— Brief —
Copy each line below in which the string "Severity" occurs.

Stored items:
********************

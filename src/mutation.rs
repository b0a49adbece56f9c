//! Mutation coordination
//!
//! Executes one write operation against the backend and reconciles the query
//! cache afterward. Two reconciliation modes:
//!
//! - **Invalidate-after-success** (default): on success, the named keys are
//!   marked stale so the next read refetches; on failure the cache is left
//!   untouched.
//! - **Optimistic**: the expected effect is applied to the cached snapshot
//!   before the network call is dispatched; on failure the pre-mutation
//!   snapshot is restored exactly.
//!
//! The coordinator does not serialize unrelated mutations. Callers disable
//! their own triggering control while a mutation is in flight; different
//! entities may be mutated concurrently with independent outcomes.

use std::future::Future;
use std::sync::Arc;

use log::warn;
use serde_json::Value;

use crate::cache::{QueryCache, QueryKey};
use crate::error::Error;
use crate::notify::{Notification, NotificationSink};

/// Executes writes and reconciles the cache when they settle
#[derive(Clone)]
pub struct MutationCoordinator {
    cache: QueryCache,
    sink: Arc<dyn NotificationSink>,
}

impl MutationCoordinator {
    pub fn new(cache: QueryCache, sink: Arc<dyn NotificationSink>) -> Self {
        Self { cache, sink }
    }

    /// The cache this coordinator reconciles
    pub fn cache(&self) -> &QueryCache {
        &self.cache
    }

    /// Run a write in invalidate-after-success mode.
    ///
    /// On success the given keys are marked stale and a success notification
    /// is raised; on failure an error notification carries the server's
    /// message when present.
    pub async fn run<T, Fut>(
        &self,
        op: Fut,
        invalidates: &[QueryKey],
        success_message: &str,
    ) -> Result<T, Error>
    where
        Fut: Future<Output = Result<T, Error>>,
    {
        match op.await {
            Ok(value) => {
                for key in invalidates {
                    self.cache.invalidate(key);
                }
                self.sink.publish(Notification::success(success_message));
                Ok(value)
            }
            Err(err) => {
                self.sink.publish(Notification::error(err.user_message()));
                Err(err)
            }
        }
    }

    /// Run a write in optimistic mode against one cached snapshot.
    ///
    /// The pre-mutation snapshot is captured, `patch` is applied to the cache
    /// synchronously before `op` is first polled, and on failure the captured
    /// snapshot is written back verbatim. On success the already-applied
    /// optimistic state is final.
    pub async fn run_optimistic<T, Fut, P>(
        &self,
        key: &QueryKey,
        patch: P,
        op: Fut,
        success_message: &str,
    ) -> Result<T, Error>
    where
        Fut: Future<Output = Result<T, Error>>,
        P: FnOnce(&mut Value),
    {
        let snapshot = self.cache.read(key).map(|snap| snap.value);

        if let Some(previous) = &snapshot {
            let mut patched = previous.clone();
            patch(&mut patched);
            self.cache.write_value(key, patched);
        }

        match op.await {
            Ok(value) => {
                self.sink.publish(Notification::success(success_message));
                Ok(value)
            }
            Err(err) => {
                match snapshot {
                    Some(previous) => {
                        warn!("rolling back optimistic update for {}", key);
                        self.cache.write_value(key, previous);
                    }
                    // Nothing was cached, nothing to restore.
                    None => self.cache.invalidate(key),
                }
                self.sink.publish(Notification::error(err.user_message()));
                Err(err)
            }
        }
    }
}

#[cfg(test)]
mod tests {
    use super::*;
    use crate::notify::{MemorySink, Severity};
    use serde_json::json;
    use std::time::Duration;

    fn coordinator() -> (MutationCoordinator, Arc<MemorySink>) {
        let cache = QueryCache::new(Duration::from_secs(60), false);
        let sink = MemorySink::new();
        (
            MutationCoordinator::new(cache, sink.clone() as Arc<dyn NotificationSink>),
            sink,
        )
    }

    fn remove_message(value: &mut Value, id: i64) {
        if let Some(messages) = value
            .get_mut("messages")
            .and_then(Value::as_array_mut)
        {
            messages.retain(|msg| msg["id"] != json!(id));
        }
        if let Some(total) = value.get("total").and_then(Value::as_i64) {
            value["total"] = json!(total - 1);
        }
    }

    #[tokio::test]
    async fn success_invalidates_named_keys_and_notifies() {
        let (coordinator, sink) = coordinator();
        let key = QueryKey::list("languages");
        coordinator.cache().write(&key, &vec![1_i64]).unwrap();

        let result = coordinator
            .run(async { Ok(42_i64) }, &[key.clone()], "Language created")
            .await;

        assert_eq!(result.unwrap(), 42);
        assert!(coordinator.cache().read(&key).unwrap().stale);

        let notes = sink.drain();
        assert_eq!(notes.len(), 1);
        assert_eq!(notes[0].severity, Severity::Success);
        assert_eq!(notes[0].message, "Language created");
    }

    #[tokio::test]
    async fn failure_leaves_cache_untouched_and_surfaces_server_message() {
        let (coordinator, sink) = coordinator();
        let key = QueryKey::list("languages");
        coordinator.cache().write(&key, &vec![1_i64]).unwrap();

        let result: Result<i64, Error> = coordinator
            .run(
                async { Err(Error::api(409, "Name already taken")) },
                &[key.clone()],
                "Language created",
            )
            .await;

        assert!(result.is_err());
        assert!(!coordinator.cache().read(&key).unwrap().stale);

        let notes = sink.drain();
        assert_eq!(notes[0].severity, Severity::Error);
        assert_eq!(notes[0].message, "Name already taken");
    }

    #[tokio::test]
    async fn optimistic_delete_removes_row_and_decrements_total() {
        let (coordinator, _sink) = coordinator();
        let key = QueryKey::list("messages").with_param("page", 1);
        let page = json!({
            "messages": [{ "id": 1 }, { "id": 2 }, { "id": 3 }],
            "total": 3
        });
        coordinator.cache().write_value(&key, page);

        let result = coordinator
            .run_optimistic(
                &key,
                |value| remove_message(value, 2),
                async { Ok(()) },
                "Message deleted",
            )
            .await;
        assert!(result.is_ok());

        let after = coordinator.cache().read(&key).unwrap().value;
        let ids: Vec<i64> = after["messages"]
            .as_array()
            .unwrap()
            .iter()
            .map(|msg| msg["id"].as_i64().unwrap())
            .collect();
        assert_eq!(ids, vec![1, 3]);
        assert_eq!(after["total"], json!(2));
    }

    #[tokio::test]
    async fn optimistic_failure_restores_snapshot_exactly() {
        let (coordinator, sink) = coordinator();
        let key = QueryKey::list("messages").with_param("page", 1);
        let page = json!({
            "messages": [{ "id": 1 }, { "id": 2 }],
            "total": 2
        });
        coordinator.cache().write_value(&key, page.clone());

        let result: Result<(), Error> = coordinator
            .run_optimistic(
                &key,
                |value| remove_message(value, 1),
                async { Err(Error::api(500, "delete failed")) },
                "Message deleted",
            )
            .await;
        assert!(result.is_err());

        let restored = coordinator.cache().read(&key).unwrap().value;
        assert_eq!(restored, page);

        let notes = sink.drain();
        assert_eq!(notes[0].severity, Severity::Error);
        assert_eq!(notes[0].message, "delete failed");
    }

    #[tokio::test]
    async fn optimistic_patch_applies_before_network_settles() {
        let (coordinator, _sink) = coordinator();
        let key = QueryKey::list("messages");
        coordinator
            .cache()
            .write_value(&key, json!({ "messages": [{ "id": 5 }], "total": 1 }));

        let cache = coordinator.cache().clone();
        let observe_key = key.clone();
        let op = async move {
            // By the time the network future runs, the patch must be visible.
            let mid = cache.read(&observe_key).unwrap().value;
            assert_eq!(mid["total"], json!(0));
            Ok(())
        };

        coordinator
            .run_optimistic(&key, |value| remove_message(value, 5), op, "deleted")
            .await
            .unwrap();
    }
}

********************

— The answer —
    use crate::notify::{MemorySink, Severity};
        assert_eq!(notes[0].severity, Severity::Success);
        assert_eq!(notes[0].severity, Severity::Error);
        assert_eq!(notes[0].severity, Severity::Error);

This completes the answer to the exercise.